Bu sistemin özünde, özellikle kırsal bölgelerdeki yaşam alanlarının, birer toplum ve yaşam merkezi haline getirilmesi yatıyordu. İş ve eğitimi birleştirme fikri üzerinde planlanmıştı.Mezunların aynı anda hem okulun öğretmenleri, hem de toplumun eğitmenleri, olmaları bekleniyordu. Böylece tamamen Türk eğitim türü olan Köy Enstitüleri 17/04/1940 tarihli yasayla kurulmuş oldu.
Neredeyse tüm Anadolu'nun okulsuz ve öğretmensiz olduğu gerçeği göz önüne alınarak, dönemin Milli Eğitim Bakanı Hasan Ali Yücel tarafından ve İsmail Hakkı Tonguç'un da çabalarıyla, köylerden ilkokul mezunu zeki çocuklar bu okullarda yetiştirildikten sonra, fiilen köylere giderek öğretmen olarak çalışmaları hedeflenmişti. Çünkü geleneksel öğretmen okullarında yetişmiş öğretmenler için, bu okullarda istenerek yapılacak bir görevden çok, genellikle bir zorunluluk olarak algılanır.
Köy Enstitülerinin kuruluşu ve yaygınlaşması konusunda pedegog uzman Ali Fikret Kanad'ın önemli açıklamaları vardır. O, zorunluluktan değil, özverili öğrenci yetiştirecek köye yönelik öğretmen yetiştirilmesini savunmuştu. Böylece 1940 yılından başlayarak, tarım işlerine elverişli, geniş arazisi bulunan köylerde, bir bir Köy Enstitüleri kurulmaya başlandı. Öğretmenler köylülere, okuma/yazma temel eğitimi gibi ölgün eğitim yanında, modern ve ilmi tarım tekniklerini öğretti. Kitaba, deftere dayalı öğretim yerine, iş içinde eğitim ilkesi, tatbik ediliyordu. Her Köy Enstitüsünün kendine ait, tarlaları, bağları, arı kovanları, besi hayvanları, atölyeleri vardı. Amaçlarından biri de köylülere alternatif tarım tekniklerini öğretmekti.
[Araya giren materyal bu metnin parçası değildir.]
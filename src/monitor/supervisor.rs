// Copyright (c) 2025-2026 Adrian Robinson. Licensed under the AGPL-3.0.
// See LICENSE file in the project root for full license text.

//! Process-level supervisor: one task per configured replica.
//!
//! Each task connects on its own. A target that cannot be reached at startup
//! ends its task; the other targets keep running.

use super::TargetMonitor;
use crate::config::WatchdogConfig;
use crate::error::MonitorError;
use crate::replica::MariaDbReplica;
use std::sync::Arc;
use tokio::task::JoinSet;
use tracing::{error, info};

/// Connect to every target and monitor them until all tasks end.
///
/// Returns the number of monitors that ended in error. Monitors only end on
/// a startup failure, so under normal operation this never returns.
pub async fn run_all(config: WatchdogConfig) -> usize {
    let WatchdogConfig {
        global,
        intervals,
        connection,
        targets,
    } = config;
    let global = Arc::new(global);

    let mut tasks = JoinSet::new();
    for target in targets {
        let global = Arc::clone(&global);
        let intervals = intervals.clone();
        let connection = connection.clone();

        tasks.spawn(async move {
            let name = target.name.clone();
            let result = async move {
                let replica = MariaDbReplica::connect(&target, &connection).await?;
                TargetMonitor::new(target.name.clone(), replica, global, intervals)
                    .run()
                    .await;
                Ok::<(), MonitorError>(())
            }
            .await;
            (name, result)
        });
    }

    let mut failed = 0;
    while let Some(joined) = tasks.join_next().await {
        match joined {
            Ok((name, Ok(()))) => info!(replica = %name, "Monitor stopped"),
            Ok((name, Err(e))) => {
                failed += 1;
                match e {
                    MonitorError::Connection { message, .. } => error!(replica = %name, "{}", message),
                    other => error!(replica = %name, "{}", other),
                }
            }
            Err(e) => {
                failed += 1;
                error!(error = %e, "Monitor task aborted");
            }
        }
    }
    failed
}
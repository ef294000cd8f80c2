// Copyright (c) 2025-2026 Adrian Robinson. Licensed under the AGPL-3.0.
// See LICENSE file in the project root for full license text.

//! Poll outcomes and monitor events.
//!
//! Every line a monitor logs is a [`MonitorEvent`]. Its `Display` is the log
//! body, so the line format lives in one place and tests can assert on the
//! exact text without capturing log output.
//!
//! # Burst Loop
//!
//! ```text
//!            ┌──────── Remediated: sleep burst_interval ───────┐
//!            ↓                                                 │
//!   ──→ poll_once ─────────────────────────────────────────────┘
//!            │
//!            ├── Settled: end cycle
//!            └── Failed:  sleep retry_delay, end cycle
//!
//!   end cycle: sleep backoff (whole seconds) or idle_interval
//! ```

use crate::indicator::Indicator;
use crate::remediation::Action;
use crate::sequence::SequenceSummary;
use std::fmt;

/// How a single poll ended.
#[derive(Debug, Clone, Copy, PartialEq, Eq)]
pub enum PollOutcome {
    /// A remediation ran successfully. Poll again after the burst interval.
    Remediated(Action),
    /// Nothing to fix. The cycle ends.
    Settled,
    /// Reading status or running a remediation failed. The cycle ends after
    /// the retry delay.
    Failed,
}

/// One loggable event.
#[derive(Debug, Clone, PartialEq)]
pub enum MonitorEvent {
    /// Startup connection and ping succeeded.
    Connected,
    /// First status was all zeros. Either replication is not configured or
    /// the replica is at position 0.
    ReplicationNotConfigured,
    /// Exec position ahead of read position; about to reset.
    PositionReset {
        errno: u32,
        indicator: Indicator,
        backoff: u32,
    },
    PositionResetDone { master_log_pos: u64 },
    /// Opening line of a skip/optimize episode.
    Remediating {
        errno: u32,
        indicator: Indicator,
        action: Action,
        backoff: u32,
    },
    RemediationFailed {
        errno: u32,
        indicator: Indicator,
        action: Action,
        backoff: u32,
        error: String,
    },
    /// Nonzero errno with no known fix.
    Unremediated {
        errno: u32,
        indicator: Indicator,
        backoff: u32,
    },
    /// Episode replaced by a different errno.
    SequenceReplaced(SequenceSummary),
    /// Episode ended in an error-free poll.
    SequenceCleared {
        summary: SequenceSummary,
        indicator: Indicator,
    },
    BackedOff(u32),
    BackoffReset,
    StatusFailed(String),
    /// Ping failed after a status read error.
    Reconnecting,
    /// Ping failed after a remediation error.
    ConnectionLost,
}

impl MonitorEvent {
    /// Whether this event should be logged at warn level or above.
    pub fn is_warning(&self) -> bool {
        matches!(
            self,
            MonitorEvent::ReplicationNotConfigured
                | MonitorEvent::RemediationFailed { .. }
                | MonitorEvent::Unremediated { .. }
                | MonitorEvent::StatusFailed(_)
                | MonitorEvent::Reconnecting
                | MonitorEvent::ConnectionLost
        )
    }
}

impl fmt::Display for MonitorEvent {
    fn fmt(&self, f: &mut fmt::Formatter<'_>) -> fmt::Result {
        match self {
            MonitorEvent::Connected => {
                write!(f, "Connected to MariaDB, monitoring replication status...")
            }
            MonitorEvent::ReplicationNotConfigured => write!(
                f,
                "SHOW SLAVE STATUS returned no replication positions; is replication configured?"
            ),
            MonitorEvent::PositionReset {
                errno,
                indicator,
                backoff,
            } => write!(
                f,
                "errno={} {} action=reset_position backoff={}s (Exec_Master_Log_Pos > Read_Master_Log_Pos)",
                errno, indicator, backoff
            ),
            MonitorEvent::PositionResetDone { master_log_pos } => {
                write!(f, "Master log position reset to {}", master_log_pos)
            }
            MonitorEvent::Remediating {
                errno,
                indicator,
                action,
                backoff,
            } => write!(
                f,
                "errno={} {} action={} backoff={}s",
                errno, indicator, action, backoff
            ),
            MonitorEvent::RemediationFailed {
                action: Action::ResetPosition,
                error,
                ..
            } => write!(f, "Failed to reset master log position: {}", error),
            MonitorEvent::RemediationFailed {
                errno,
                indicator,
                action,
                backoff,
                error,
            } => write!(
                f,
                "errno={} {} action={} backoff={}s error={}",
                errno, indicator, action, backoff, error
            ),
            MonitorEvent::Unremediated {
                errno,
                indicator,
                backoff,
            } => write!(f, "errno={} {} action=none backoff={}s", errno, indicator, backoff),
            MonitorEvent::SequenceReplaced(summary) => write!(f, "{}", summary),
            MonitorEvent::SequenceCleared { summary, indicator } => {
                write!(f, "{} {}", summary, indicator)
            }
            MonitorEvent::BackedOff(seconds) => {
                write!(f, "No errors detected, backed off to {}s", seconds)
            }
            MonitorEvent::BackoffReset => write!(f, "Error detected, resetting backoff"),
            MonitorEvent::StatusFailed(error) => write!(f, "Error checking replication: {}", error),
            MonitorEvent::Reconnecting => write!(f, "Connection lost, reconnecting..."),
            MonitorEvent::ConnectionLost => write!(f, "Connection lost, will reconnect"),
        }
    }
}

/// Result of one [`poll_once`](super::TargetMonitor::poll_once).
#[derive(Debug, Clone, PartialEq)]
pub struct PollReport {
    pub outcome: PollOutcome,
    /// Events logged during the poll, in order.
    pub events: Vec<MonitorEvent>,
}

impl PollReport {
    /// Rendered log bodies, in order.
    pub fn lines(&self) -> Vec<String> {
        self.events.iter().map(ToString::to_string).collect()
    }
}
// Copyright (c) 2025-2026 Adrian Robinson. Licensed under the AGPL-3.0.
// See LICENSE file in the project root for full license text.

//! Metrics for observability.
//!
//! Emits through the `metrics` facade; installing an exporter is left to the
//! embedding process. Without a recorder every call is a no-op.
//!
//! # Metric Naming Convention
//!
//! All metrics are prefixed with `replica_` and labelled with `replica`:
//! - Counters end in `_total`
//! - Gauges represent the state at the latest poll
//!
//! # Usage
//!
//! ```rust,no_run
//! use replica_watchdog::metrics;
//!
//! metrics::record_poll("db1");
//! metrics::record_remediation("db1", "skip", true);
//! metrics::set_backoff_seconds("db1", 5);
//! ```

use metrics::{counter, gauge};

/// Record one status poll.
pub fn record_poll(replica: &str) {
    counter!("replica_polls_total", "replica" => replica.to_string()).increment(1);
}

/// Record a failed `SHOW SLAVE STATUS`.
pub fn record_status_error(replica: &str) {
    counter!("replica_status_errors_total", "replica" => replica.to_string()).increment(1);
}

/// Record a remediation attempt by action label and outcome.
pub fn record_remediation(replica: &str, action: &str, success: bool) {
    let status = if success { "success" } else { "failure" };
    counter!(
        "replica_remediations_total",
        "replica" => replica.to_string(),
        "action" => action.to_string(),
        "status" => status
    )
    .increment(1);
}

/// Record the start of a new error episode.
pub fn record_error_episode(replica: &str, errno: u32) {
    counter!(
        "replica_error_episodes_total",
        "replica" => replica.to_string(),
        "errno" => errno.to_string()
    )
    .increment(1);
}

/// Set the current backoff in seconds.
pub fn set_backoff_seconds(replica: &str, seconds: u32) {
    gauge!("replica_backoff_seconds", "replica" => replica.to_string()).set(f64::from(seconds));
}

/// Set the read/exec position gap in bytes. Negative on a position mismatch.
pub fn set_lag_bytes(replica: &str, lag: i64) {
    gauge!("replica_lag_bytes", "replica" => replica.to_string()).set(lag as f64);
}

/// Set `Seconds_Behind_Master` as last reported.
pub fn set_seconds_behind(replica: &str, seconds: i64) {
    gauge!("replica_seconds_behind_master", "replica" => replica.to_string()).set(seconds as f64);
}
Arıcılık bilinmeyen köylerde arıcılık, bağcılık bilinmeyen köylerde bağcılık öğretiliyordu. (Size daha önce bu köşede bahsetmiştim, 60'lı yıllarda güney Kaliforniya'da iki ay süre ile eğitim aldığım bir tarım ve hayvancılık meslek okulunda aynı uygulamalı eğitim vardı)
Enstitü adına öğretmen gittiği köylerde, köy okul binasını köylülerin yardımıyla yapabilecek kadar inşaat bilgisi öğreniyordu.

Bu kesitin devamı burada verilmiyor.